*Source material:*

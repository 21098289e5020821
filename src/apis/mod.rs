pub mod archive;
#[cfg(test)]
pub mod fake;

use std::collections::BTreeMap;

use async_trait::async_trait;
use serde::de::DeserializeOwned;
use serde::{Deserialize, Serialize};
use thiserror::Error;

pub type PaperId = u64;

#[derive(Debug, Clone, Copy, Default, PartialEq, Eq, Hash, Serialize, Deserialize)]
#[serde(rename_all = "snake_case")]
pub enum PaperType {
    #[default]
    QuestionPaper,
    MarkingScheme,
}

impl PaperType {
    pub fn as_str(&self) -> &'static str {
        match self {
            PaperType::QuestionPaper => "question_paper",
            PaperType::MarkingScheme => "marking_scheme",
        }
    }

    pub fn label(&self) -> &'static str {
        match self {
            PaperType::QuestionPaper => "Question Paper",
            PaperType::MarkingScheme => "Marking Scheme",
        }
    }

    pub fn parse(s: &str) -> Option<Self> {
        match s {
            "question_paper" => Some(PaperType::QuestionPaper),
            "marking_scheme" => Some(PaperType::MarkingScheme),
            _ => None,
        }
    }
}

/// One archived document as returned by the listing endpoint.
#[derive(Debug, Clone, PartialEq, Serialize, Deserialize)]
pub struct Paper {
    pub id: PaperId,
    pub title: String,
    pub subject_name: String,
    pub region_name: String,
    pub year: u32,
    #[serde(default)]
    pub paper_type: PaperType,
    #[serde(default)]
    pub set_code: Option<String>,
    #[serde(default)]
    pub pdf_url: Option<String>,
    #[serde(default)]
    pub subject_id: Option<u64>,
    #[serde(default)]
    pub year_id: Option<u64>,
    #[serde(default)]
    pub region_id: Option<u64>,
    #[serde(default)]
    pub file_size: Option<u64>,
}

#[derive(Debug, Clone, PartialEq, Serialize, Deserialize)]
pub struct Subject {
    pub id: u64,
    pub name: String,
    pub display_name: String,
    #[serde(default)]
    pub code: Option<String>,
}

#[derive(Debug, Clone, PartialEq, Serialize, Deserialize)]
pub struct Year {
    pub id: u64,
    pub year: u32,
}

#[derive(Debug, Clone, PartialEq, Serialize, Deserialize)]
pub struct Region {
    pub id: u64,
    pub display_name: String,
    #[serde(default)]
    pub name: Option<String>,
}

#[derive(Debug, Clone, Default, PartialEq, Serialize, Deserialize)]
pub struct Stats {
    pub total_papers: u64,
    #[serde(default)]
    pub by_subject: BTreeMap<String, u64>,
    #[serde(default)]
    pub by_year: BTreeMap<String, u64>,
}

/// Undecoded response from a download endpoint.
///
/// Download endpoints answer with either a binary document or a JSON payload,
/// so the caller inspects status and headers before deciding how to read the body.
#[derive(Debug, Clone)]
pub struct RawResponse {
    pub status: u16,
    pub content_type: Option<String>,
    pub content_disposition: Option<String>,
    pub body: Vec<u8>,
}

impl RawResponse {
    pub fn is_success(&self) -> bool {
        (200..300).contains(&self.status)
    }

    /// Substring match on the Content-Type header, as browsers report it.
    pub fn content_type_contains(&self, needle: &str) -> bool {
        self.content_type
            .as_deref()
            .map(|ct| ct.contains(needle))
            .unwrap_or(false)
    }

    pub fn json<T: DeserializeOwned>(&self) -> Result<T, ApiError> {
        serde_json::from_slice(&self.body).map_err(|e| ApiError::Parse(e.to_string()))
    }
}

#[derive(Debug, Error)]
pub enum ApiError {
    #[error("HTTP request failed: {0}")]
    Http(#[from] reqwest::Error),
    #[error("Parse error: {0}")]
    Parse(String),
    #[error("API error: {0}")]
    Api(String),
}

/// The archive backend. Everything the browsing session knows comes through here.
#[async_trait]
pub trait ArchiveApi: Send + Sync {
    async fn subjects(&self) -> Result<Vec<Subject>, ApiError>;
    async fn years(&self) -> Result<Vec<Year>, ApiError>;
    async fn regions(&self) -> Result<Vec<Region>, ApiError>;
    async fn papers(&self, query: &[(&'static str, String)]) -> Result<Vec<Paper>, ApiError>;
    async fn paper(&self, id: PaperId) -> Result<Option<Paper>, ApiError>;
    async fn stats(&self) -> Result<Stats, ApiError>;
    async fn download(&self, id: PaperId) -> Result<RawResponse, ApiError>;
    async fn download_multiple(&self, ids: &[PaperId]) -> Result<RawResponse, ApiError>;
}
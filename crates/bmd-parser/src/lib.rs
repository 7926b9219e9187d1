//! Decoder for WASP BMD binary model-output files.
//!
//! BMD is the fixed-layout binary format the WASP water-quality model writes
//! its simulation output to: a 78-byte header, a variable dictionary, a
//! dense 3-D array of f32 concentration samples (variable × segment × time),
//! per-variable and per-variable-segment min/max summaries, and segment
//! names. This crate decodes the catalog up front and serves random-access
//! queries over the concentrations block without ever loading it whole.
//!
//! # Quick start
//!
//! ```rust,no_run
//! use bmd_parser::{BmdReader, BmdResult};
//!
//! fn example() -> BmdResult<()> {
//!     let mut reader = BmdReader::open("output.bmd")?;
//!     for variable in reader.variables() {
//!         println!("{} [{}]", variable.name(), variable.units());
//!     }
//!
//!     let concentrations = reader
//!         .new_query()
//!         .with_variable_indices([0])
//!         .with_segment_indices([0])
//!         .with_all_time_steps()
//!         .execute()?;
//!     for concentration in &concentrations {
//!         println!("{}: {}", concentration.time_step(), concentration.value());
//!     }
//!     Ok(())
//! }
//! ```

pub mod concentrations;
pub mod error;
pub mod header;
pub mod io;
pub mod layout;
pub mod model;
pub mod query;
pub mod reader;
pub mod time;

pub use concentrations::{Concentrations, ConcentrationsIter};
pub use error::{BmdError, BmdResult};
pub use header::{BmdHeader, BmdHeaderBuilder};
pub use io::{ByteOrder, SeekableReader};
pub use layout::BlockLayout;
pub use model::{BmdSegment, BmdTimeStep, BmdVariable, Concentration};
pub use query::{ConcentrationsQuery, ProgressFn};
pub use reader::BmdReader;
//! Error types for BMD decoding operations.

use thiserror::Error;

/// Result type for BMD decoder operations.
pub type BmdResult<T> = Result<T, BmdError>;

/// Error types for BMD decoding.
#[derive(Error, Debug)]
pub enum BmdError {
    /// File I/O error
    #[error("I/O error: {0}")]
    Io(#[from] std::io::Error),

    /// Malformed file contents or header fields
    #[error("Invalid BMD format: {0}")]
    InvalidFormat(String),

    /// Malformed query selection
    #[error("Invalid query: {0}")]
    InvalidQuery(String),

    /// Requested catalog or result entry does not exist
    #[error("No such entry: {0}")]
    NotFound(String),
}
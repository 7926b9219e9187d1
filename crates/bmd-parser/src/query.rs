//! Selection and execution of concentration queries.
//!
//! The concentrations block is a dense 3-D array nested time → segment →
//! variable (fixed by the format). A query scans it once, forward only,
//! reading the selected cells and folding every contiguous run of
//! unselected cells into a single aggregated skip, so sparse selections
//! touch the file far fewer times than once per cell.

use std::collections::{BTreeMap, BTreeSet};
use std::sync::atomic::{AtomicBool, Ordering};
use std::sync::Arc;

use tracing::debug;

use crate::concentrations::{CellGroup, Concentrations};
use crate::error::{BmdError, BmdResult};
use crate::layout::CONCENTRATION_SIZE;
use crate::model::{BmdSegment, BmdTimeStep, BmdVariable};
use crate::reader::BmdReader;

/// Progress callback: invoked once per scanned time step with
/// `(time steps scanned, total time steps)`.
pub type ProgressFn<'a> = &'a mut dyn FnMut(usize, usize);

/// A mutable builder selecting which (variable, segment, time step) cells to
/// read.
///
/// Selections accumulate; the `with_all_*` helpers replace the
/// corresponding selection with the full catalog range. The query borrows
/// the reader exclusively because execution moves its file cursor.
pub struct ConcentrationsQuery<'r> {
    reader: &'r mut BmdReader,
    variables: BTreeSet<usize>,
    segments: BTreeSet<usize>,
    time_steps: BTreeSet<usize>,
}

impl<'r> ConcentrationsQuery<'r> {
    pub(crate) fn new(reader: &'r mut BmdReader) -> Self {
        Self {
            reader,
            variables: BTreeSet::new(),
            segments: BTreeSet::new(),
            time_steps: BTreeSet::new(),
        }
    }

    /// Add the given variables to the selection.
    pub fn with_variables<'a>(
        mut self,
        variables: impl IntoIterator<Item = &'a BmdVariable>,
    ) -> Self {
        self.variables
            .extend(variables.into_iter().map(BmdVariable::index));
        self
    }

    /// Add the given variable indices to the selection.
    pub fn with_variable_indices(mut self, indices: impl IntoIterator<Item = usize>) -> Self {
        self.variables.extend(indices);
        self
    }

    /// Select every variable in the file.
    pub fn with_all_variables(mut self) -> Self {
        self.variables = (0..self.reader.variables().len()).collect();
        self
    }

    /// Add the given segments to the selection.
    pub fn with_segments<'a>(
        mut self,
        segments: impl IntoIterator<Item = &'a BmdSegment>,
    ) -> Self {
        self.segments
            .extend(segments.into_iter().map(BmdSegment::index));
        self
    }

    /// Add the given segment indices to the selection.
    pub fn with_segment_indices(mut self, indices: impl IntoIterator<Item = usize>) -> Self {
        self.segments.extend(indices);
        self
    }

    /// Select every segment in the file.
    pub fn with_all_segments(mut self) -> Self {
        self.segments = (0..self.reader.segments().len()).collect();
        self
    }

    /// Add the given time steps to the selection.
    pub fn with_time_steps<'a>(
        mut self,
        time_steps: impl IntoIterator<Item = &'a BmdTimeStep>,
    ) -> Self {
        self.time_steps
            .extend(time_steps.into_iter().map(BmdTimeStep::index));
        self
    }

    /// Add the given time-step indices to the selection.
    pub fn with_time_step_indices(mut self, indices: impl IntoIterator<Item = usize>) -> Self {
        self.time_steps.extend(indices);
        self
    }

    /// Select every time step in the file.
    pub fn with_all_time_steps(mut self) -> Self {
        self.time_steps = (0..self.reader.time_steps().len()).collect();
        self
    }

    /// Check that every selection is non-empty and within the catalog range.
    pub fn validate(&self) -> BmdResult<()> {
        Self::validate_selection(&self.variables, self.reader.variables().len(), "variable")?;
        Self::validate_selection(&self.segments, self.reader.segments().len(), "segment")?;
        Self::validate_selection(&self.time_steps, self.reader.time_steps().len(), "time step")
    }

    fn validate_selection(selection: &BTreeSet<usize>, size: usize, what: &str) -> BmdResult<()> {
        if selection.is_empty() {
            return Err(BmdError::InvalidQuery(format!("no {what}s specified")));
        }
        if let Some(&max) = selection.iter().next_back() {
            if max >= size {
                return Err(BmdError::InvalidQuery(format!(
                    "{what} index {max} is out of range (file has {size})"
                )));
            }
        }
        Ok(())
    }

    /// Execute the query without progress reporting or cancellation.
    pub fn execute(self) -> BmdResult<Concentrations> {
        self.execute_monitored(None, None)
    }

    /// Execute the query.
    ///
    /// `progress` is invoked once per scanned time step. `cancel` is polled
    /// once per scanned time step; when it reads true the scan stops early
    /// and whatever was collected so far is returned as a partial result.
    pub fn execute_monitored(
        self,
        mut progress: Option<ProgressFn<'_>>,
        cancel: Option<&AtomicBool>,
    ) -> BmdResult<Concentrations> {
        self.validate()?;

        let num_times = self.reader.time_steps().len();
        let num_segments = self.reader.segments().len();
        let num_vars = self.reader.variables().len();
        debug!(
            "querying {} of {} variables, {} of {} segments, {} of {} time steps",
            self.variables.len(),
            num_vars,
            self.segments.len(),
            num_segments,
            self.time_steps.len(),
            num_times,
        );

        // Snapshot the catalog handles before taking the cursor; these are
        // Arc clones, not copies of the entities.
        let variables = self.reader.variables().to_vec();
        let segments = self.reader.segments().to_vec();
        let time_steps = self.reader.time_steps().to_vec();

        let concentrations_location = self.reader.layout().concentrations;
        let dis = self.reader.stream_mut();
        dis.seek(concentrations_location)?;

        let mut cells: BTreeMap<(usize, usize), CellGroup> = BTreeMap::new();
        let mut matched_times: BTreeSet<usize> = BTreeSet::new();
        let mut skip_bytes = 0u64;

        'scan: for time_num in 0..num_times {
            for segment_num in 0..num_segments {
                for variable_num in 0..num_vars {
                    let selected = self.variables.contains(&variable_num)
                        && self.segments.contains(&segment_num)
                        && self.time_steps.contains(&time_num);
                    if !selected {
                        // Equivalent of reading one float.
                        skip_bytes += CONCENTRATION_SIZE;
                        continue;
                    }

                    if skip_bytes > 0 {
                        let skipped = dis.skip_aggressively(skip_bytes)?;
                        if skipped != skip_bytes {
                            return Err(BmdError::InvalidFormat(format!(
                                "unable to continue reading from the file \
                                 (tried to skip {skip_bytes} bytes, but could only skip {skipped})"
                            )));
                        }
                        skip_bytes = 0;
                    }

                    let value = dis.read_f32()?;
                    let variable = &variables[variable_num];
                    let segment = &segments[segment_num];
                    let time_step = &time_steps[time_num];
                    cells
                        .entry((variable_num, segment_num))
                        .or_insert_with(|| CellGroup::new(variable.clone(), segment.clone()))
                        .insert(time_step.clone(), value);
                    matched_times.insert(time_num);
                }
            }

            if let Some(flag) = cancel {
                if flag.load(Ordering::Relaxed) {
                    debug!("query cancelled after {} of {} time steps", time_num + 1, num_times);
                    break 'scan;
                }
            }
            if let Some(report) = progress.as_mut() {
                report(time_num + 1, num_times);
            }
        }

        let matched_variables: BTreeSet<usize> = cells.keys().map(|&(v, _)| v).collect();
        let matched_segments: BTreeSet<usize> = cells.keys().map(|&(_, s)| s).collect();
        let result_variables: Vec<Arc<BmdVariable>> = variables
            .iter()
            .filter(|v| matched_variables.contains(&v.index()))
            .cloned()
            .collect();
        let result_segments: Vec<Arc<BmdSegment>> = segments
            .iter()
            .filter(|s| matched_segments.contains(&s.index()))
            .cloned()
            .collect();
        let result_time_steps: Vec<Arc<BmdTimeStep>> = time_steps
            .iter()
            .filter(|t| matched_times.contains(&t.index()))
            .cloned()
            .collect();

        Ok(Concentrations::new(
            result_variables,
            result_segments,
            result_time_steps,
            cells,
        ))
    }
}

*What to do:*
Report back each line of the entries that holds the string "filter".

*Output below:*
            .filter(|v| matched_variables.contains(&v.index()))
            .filter(|s| matched_segments.contains(&s.index()))
            .filter(|t| matched_times.contains(&t.index()))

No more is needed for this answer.